== The input ==

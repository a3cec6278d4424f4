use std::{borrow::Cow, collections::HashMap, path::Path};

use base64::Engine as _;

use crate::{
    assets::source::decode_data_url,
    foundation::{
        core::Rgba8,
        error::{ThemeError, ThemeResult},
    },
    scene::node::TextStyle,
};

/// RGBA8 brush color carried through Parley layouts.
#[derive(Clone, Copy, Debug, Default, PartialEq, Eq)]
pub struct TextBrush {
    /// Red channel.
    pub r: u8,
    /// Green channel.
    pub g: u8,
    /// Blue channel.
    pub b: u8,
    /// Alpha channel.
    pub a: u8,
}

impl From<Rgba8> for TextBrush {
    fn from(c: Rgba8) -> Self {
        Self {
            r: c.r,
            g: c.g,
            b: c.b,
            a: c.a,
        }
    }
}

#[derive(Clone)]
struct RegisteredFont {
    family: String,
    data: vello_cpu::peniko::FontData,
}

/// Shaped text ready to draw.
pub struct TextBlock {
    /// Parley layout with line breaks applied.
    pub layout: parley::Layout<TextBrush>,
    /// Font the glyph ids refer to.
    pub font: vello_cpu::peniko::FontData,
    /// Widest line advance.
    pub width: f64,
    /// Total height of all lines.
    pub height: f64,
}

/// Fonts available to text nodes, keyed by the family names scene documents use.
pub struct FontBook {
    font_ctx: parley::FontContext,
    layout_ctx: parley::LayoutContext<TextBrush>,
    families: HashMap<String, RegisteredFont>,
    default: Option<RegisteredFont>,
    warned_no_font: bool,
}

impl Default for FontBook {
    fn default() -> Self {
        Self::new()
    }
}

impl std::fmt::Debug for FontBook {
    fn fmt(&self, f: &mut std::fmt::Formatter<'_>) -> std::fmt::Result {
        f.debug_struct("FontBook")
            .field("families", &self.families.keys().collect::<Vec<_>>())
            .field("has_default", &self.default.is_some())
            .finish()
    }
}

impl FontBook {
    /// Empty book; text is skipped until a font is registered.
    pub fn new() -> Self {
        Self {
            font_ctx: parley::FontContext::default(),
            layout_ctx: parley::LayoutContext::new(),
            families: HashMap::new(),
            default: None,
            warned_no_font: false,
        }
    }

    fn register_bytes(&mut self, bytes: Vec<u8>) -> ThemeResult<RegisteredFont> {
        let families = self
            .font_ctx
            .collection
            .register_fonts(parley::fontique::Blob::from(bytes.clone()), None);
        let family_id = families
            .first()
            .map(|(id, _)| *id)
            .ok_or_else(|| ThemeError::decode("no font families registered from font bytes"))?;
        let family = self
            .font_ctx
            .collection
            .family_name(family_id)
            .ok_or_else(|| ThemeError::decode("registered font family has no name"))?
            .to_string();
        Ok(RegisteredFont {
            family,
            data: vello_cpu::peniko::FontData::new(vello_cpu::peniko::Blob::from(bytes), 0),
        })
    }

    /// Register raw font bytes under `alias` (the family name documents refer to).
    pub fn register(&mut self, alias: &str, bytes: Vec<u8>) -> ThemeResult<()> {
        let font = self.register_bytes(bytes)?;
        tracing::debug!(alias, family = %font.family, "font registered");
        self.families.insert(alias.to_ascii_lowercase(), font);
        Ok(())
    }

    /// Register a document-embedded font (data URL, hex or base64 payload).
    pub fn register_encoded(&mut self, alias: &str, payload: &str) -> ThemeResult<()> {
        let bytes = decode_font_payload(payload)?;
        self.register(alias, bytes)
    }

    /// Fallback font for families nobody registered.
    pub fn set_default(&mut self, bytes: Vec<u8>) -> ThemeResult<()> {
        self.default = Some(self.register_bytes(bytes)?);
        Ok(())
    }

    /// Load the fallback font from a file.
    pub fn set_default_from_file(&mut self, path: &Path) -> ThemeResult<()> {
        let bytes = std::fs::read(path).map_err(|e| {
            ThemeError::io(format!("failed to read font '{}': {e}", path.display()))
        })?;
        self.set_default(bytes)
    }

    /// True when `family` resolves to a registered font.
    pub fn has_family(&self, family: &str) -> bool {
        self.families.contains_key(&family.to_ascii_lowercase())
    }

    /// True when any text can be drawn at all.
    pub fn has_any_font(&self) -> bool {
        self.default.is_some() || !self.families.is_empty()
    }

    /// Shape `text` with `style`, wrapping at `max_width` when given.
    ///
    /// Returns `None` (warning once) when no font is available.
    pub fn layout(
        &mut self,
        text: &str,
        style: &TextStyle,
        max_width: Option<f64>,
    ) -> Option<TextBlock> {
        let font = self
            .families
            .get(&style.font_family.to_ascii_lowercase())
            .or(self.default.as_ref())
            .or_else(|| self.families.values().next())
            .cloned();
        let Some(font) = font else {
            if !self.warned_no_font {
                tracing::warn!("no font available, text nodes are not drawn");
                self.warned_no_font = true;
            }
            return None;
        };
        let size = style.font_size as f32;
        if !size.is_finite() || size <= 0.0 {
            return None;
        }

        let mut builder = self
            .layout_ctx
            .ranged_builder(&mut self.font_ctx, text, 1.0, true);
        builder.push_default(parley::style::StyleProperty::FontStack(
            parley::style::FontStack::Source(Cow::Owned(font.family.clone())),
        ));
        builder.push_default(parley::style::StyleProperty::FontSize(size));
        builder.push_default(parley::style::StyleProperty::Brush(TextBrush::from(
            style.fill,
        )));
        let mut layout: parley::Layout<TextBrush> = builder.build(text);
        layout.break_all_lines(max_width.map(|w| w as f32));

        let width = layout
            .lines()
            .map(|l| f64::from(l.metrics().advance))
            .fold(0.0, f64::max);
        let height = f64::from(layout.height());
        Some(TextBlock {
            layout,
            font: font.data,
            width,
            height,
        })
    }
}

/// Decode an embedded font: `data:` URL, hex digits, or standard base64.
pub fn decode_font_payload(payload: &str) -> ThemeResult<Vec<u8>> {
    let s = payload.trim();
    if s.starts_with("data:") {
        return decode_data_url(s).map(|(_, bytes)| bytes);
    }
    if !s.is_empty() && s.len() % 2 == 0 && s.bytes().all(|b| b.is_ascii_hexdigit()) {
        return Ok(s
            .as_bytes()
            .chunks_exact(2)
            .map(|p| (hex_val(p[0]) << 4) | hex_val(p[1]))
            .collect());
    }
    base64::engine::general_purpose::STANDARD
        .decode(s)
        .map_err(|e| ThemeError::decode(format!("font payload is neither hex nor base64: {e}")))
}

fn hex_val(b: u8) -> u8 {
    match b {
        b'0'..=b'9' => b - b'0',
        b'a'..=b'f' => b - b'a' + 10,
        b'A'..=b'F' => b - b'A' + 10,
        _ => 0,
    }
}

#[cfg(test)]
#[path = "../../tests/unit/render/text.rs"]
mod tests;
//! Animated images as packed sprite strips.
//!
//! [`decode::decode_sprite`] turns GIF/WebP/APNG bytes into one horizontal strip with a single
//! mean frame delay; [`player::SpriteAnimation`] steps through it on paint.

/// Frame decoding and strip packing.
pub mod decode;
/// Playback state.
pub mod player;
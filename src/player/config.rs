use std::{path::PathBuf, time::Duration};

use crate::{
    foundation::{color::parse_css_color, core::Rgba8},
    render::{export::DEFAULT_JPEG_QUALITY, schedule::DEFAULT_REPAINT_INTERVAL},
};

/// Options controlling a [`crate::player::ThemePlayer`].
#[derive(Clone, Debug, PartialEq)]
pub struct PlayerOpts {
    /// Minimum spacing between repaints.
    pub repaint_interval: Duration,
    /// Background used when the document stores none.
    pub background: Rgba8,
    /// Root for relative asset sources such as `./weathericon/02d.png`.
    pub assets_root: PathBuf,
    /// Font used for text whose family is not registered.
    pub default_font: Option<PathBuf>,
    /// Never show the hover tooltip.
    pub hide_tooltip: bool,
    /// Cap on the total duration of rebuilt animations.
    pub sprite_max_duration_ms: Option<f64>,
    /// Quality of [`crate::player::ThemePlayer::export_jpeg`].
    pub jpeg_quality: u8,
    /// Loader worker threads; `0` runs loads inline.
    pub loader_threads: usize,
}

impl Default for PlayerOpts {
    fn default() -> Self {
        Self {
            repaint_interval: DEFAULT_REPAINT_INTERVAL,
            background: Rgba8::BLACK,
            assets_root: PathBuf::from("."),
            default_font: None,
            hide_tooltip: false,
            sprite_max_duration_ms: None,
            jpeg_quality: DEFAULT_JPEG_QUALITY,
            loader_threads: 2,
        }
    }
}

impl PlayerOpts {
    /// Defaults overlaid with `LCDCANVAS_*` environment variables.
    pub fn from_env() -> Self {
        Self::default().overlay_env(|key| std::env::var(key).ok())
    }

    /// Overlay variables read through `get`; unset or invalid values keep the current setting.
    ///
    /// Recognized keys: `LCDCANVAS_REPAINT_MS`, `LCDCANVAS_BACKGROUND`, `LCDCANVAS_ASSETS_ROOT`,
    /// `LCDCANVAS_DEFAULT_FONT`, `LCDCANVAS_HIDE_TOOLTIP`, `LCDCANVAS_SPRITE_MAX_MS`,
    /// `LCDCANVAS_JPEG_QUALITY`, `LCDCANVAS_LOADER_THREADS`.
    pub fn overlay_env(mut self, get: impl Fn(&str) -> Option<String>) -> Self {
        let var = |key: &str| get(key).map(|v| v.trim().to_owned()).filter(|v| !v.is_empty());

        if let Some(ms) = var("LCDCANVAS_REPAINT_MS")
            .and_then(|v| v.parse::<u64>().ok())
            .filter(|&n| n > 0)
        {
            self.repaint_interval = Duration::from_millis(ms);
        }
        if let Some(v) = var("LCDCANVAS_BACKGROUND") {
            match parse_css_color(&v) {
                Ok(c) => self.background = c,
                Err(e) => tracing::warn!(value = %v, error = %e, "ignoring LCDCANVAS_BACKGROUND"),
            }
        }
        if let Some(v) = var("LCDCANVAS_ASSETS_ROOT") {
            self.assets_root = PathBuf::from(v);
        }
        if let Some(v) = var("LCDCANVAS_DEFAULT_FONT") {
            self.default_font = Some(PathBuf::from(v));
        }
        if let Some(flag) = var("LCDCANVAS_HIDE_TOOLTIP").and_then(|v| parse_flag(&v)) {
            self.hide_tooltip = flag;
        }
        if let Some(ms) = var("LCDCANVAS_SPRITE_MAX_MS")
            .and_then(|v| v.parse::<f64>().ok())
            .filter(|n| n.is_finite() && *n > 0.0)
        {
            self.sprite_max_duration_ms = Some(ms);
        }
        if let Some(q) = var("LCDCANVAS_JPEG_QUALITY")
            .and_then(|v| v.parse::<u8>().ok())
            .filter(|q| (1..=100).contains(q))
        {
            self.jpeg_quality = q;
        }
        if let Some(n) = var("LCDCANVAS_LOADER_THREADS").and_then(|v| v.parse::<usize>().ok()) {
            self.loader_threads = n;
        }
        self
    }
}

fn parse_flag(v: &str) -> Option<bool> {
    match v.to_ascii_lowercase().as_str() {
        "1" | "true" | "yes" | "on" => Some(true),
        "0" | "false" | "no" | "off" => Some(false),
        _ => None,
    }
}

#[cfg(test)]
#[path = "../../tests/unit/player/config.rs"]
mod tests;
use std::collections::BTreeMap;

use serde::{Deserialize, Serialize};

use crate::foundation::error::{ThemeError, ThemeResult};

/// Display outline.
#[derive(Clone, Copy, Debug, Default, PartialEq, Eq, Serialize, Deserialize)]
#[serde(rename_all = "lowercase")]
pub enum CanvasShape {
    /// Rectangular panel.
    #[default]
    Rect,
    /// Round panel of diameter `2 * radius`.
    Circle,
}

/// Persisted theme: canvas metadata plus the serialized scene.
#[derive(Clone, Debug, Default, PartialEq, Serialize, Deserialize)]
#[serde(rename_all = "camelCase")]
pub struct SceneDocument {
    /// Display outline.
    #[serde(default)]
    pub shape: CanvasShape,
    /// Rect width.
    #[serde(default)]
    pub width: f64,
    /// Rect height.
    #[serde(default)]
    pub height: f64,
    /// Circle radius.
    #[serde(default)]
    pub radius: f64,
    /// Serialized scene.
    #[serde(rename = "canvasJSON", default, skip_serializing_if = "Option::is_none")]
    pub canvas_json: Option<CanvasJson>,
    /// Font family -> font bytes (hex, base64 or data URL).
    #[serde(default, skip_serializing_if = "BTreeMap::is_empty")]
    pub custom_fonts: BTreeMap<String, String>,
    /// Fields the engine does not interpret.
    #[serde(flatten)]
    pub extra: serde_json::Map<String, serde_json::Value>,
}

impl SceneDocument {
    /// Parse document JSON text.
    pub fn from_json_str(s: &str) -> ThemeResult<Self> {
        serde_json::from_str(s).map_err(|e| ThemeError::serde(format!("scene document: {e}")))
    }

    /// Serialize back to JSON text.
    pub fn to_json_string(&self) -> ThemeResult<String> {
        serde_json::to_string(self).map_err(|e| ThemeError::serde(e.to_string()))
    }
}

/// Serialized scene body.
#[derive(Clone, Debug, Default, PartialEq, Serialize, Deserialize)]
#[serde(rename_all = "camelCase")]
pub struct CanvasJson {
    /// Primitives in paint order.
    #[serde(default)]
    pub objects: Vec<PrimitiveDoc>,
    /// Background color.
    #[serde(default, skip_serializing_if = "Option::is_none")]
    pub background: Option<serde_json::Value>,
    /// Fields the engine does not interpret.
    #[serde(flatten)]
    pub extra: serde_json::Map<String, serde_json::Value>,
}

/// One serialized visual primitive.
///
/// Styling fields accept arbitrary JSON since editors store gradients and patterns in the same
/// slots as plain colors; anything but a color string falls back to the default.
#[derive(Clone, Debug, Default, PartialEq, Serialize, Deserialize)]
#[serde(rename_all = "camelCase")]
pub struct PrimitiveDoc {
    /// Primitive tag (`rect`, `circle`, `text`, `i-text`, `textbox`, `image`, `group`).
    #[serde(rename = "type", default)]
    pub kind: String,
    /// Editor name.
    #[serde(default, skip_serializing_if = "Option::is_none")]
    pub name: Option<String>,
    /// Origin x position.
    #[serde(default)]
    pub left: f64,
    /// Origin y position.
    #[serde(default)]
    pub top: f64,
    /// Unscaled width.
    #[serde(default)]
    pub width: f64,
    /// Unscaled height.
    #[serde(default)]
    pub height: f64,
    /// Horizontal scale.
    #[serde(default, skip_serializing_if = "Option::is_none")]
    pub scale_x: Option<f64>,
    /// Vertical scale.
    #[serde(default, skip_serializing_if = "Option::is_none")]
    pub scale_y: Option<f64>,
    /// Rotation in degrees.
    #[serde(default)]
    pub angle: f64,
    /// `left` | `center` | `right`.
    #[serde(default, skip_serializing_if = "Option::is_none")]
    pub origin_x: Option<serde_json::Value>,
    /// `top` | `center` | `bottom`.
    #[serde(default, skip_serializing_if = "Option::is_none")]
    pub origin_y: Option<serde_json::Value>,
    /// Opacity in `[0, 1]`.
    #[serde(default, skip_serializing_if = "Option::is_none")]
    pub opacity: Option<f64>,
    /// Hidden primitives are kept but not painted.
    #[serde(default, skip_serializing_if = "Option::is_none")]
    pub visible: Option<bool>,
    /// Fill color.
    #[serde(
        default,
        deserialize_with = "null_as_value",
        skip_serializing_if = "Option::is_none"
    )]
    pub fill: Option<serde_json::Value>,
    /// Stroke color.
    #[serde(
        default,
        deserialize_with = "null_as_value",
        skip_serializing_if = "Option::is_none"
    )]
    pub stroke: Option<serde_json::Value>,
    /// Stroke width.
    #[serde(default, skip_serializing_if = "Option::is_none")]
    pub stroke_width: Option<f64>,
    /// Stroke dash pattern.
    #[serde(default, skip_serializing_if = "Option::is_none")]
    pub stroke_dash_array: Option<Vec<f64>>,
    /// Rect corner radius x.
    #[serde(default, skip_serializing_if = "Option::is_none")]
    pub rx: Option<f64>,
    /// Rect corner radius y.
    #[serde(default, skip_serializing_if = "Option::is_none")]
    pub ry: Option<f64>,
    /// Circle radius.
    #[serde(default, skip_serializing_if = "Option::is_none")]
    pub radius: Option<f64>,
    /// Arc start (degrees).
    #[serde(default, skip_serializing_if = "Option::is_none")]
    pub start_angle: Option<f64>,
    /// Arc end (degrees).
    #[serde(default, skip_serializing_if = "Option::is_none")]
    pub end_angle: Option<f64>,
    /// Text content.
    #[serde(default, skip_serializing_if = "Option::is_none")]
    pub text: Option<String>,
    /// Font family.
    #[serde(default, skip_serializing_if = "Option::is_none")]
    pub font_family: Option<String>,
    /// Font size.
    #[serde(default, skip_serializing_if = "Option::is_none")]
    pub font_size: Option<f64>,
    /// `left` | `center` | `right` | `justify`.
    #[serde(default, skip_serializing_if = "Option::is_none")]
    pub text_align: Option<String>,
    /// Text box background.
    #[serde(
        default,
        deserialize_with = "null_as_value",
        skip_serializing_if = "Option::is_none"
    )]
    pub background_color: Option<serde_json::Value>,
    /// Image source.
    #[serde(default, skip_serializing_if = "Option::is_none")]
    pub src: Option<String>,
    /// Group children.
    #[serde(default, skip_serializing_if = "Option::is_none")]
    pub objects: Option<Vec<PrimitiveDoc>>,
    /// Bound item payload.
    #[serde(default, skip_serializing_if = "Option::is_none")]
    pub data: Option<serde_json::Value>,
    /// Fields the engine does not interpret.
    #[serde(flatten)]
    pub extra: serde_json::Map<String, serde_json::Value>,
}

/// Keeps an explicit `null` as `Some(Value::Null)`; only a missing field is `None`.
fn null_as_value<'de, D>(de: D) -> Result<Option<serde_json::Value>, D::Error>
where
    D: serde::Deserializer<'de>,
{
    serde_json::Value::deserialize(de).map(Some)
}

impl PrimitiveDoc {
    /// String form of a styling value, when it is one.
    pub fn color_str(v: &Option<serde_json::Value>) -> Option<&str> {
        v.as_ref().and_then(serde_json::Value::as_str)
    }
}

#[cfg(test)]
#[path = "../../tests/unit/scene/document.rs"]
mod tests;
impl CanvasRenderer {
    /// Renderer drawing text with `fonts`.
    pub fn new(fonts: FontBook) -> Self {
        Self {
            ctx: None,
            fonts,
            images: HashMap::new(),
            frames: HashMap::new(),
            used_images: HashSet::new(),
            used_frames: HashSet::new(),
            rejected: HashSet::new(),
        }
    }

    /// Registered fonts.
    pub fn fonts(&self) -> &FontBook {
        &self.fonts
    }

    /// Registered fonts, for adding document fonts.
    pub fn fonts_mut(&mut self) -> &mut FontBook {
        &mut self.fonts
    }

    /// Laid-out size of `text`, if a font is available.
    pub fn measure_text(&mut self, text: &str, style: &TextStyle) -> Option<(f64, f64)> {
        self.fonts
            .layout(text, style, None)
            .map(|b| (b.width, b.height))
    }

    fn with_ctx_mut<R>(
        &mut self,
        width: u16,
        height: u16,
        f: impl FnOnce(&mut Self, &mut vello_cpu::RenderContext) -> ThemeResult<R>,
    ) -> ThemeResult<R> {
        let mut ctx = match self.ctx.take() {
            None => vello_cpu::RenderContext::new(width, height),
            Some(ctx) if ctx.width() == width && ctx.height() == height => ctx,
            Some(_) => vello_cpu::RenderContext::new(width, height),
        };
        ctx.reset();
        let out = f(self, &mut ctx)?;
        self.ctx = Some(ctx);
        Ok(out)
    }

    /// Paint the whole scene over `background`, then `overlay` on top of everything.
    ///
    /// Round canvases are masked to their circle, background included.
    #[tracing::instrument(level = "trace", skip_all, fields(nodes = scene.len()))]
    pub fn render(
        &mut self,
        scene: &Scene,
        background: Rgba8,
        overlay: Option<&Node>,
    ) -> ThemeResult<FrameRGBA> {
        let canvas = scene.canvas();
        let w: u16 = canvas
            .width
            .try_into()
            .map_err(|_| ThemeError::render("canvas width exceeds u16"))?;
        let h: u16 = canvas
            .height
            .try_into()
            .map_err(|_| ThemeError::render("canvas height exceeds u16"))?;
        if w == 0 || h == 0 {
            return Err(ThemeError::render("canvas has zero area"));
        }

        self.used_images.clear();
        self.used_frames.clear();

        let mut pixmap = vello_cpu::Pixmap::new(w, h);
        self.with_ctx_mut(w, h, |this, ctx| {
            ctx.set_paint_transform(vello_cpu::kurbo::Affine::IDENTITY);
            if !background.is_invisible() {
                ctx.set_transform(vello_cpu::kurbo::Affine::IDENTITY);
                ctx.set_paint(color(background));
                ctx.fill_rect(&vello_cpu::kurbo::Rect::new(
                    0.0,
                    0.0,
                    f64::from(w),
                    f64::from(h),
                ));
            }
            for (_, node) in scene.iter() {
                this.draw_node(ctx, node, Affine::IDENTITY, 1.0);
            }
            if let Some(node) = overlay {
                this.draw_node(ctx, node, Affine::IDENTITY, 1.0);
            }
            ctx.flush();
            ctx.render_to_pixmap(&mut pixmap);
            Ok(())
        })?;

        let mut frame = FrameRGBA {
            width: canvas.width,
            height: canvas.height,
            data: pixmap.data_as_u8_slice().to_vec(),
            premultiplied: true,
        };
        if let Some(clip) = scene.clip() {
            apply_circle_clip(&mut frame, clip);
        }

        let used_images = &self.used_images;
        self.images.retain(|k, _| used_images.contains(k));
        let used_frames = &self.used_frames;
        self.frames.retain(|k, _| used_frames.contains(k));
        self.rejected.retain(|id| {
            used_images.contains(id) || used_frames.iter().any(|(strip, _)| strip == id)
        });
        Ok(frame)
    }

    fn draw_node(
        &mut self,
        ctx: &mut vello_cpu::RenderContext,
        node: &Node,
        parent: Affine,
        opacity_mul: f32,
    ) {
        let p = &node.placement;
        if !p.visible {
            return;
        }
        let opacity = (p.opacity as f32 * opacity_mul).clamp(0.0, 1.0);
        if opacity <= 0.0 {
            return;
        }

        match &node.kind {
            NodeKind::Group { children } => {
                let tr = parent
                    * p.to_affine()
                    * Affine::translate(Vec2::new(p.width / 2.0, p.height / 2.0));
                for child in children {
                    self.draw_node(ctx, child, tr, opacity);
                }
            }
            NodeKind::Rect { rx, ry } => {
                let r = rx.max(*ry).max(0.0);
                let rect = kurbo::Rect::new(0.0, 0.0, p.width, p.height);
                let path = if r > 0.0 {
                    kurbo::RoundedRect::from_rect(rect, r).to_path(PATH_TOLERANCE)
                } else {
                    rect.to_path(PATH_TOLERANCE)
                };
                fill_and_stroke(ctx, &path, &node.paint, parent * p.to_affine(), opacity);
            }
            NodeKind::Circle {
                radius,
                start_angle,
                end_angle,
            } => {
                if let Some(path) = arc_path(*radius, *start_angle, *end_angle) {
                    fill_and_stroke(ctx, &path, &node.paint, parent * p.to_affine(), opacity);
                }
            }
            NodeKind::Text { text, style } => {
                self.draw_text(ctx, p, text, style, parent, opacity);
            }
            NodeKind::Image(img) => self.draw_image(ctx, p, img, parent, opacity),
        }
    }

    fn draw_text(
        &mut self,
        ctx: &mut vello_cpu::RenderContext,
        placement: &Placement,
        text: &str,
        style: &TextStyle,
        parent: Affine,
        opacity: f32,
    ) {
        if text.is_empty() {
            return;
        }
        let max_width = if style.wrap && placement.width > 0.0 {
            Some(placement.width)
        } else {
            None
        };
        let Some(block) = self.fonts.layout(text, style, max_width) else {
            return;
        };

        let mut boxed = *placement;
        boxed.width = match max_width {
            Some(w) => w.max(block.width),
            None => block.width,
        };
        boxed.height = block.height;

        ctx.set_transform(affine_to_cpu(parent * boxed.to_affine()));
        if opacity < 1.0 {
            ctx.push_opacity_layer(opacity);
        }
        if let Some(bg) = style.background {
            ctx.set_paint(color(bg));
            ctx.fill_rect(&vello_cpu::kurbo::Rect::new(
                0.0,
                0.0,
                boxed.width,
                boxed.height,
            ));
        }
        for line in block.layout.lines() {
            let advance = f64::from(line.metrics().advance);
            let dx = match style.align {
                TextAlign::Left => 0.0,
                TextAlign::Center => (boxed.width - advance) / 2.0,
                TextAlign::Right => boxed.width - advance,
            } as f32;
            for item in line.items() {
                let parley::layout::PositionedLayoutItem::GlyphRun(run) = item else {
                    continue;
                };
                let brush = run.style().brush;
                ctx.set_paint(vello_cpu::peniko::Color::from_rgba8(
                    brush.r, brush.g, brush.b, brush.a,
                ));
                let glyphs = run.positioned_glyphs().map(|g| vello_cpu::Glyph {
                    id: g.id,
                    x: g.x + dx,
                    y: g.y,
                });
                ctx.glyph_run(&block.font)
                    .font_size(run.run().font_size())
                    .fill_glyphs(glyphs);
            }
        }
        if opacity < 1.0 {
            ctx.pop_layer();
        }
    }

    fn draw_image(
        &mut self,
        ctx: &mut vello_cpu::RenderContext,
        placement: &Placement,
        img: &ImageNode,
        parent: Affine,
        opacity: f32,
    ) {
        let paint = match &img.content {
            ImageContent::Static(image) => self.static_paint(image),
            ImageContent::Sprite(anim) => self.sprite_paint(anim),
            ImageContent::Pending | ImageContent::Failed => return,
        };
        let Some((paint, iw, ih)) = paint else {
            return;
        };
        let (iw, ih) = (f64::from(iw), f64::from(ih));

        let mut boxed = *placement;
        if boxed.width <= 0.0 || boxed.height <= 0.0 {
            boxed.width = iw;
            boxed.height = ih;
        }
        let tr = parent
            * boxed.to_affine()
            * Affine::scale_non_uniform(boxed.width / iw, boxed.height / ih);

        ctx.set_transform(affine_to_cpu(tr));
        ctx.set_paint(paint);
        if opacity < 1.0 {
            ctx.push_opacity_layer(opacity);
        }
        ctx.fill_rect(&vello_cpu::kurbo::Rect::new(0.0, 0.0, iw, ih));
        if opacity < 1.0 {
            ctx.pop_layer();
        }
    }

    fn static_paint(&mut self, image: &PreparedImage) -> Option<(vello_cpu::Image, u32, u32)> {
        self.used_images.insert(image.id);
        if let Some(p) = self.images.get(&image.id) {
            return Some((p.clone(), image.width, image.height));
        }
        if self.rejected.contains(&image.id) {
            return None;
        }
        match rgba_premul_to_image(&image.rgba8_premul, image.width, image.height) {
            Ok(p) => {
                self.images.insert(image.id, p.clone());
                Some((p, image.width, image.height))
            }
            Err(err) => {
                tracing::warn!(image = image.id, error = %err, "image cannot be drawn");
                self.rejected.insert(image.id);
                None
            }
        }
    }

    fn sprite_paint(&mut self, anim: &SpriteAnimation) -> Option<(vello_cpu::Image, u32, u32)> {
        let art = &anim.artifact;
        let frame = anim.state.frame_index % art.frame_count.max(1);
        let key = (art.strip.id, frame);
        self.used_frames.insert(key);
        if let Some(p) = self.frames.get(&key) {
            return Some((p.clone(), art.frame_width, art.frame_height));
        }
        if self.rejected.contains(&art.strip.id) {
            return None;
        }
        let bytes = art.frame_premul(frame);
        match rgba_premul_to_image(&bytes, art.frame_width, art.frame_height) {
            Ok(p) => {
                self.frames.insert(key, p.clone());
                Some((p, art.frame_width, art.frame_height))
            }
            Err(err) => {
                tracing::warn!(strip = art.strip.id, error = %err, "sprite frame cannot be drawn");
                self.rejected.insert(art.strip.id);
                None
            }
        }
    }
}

===

§ What you have to do
In how many lines of the data above does the word "Copy" occur? Only the number is wanted.

§ Task response
2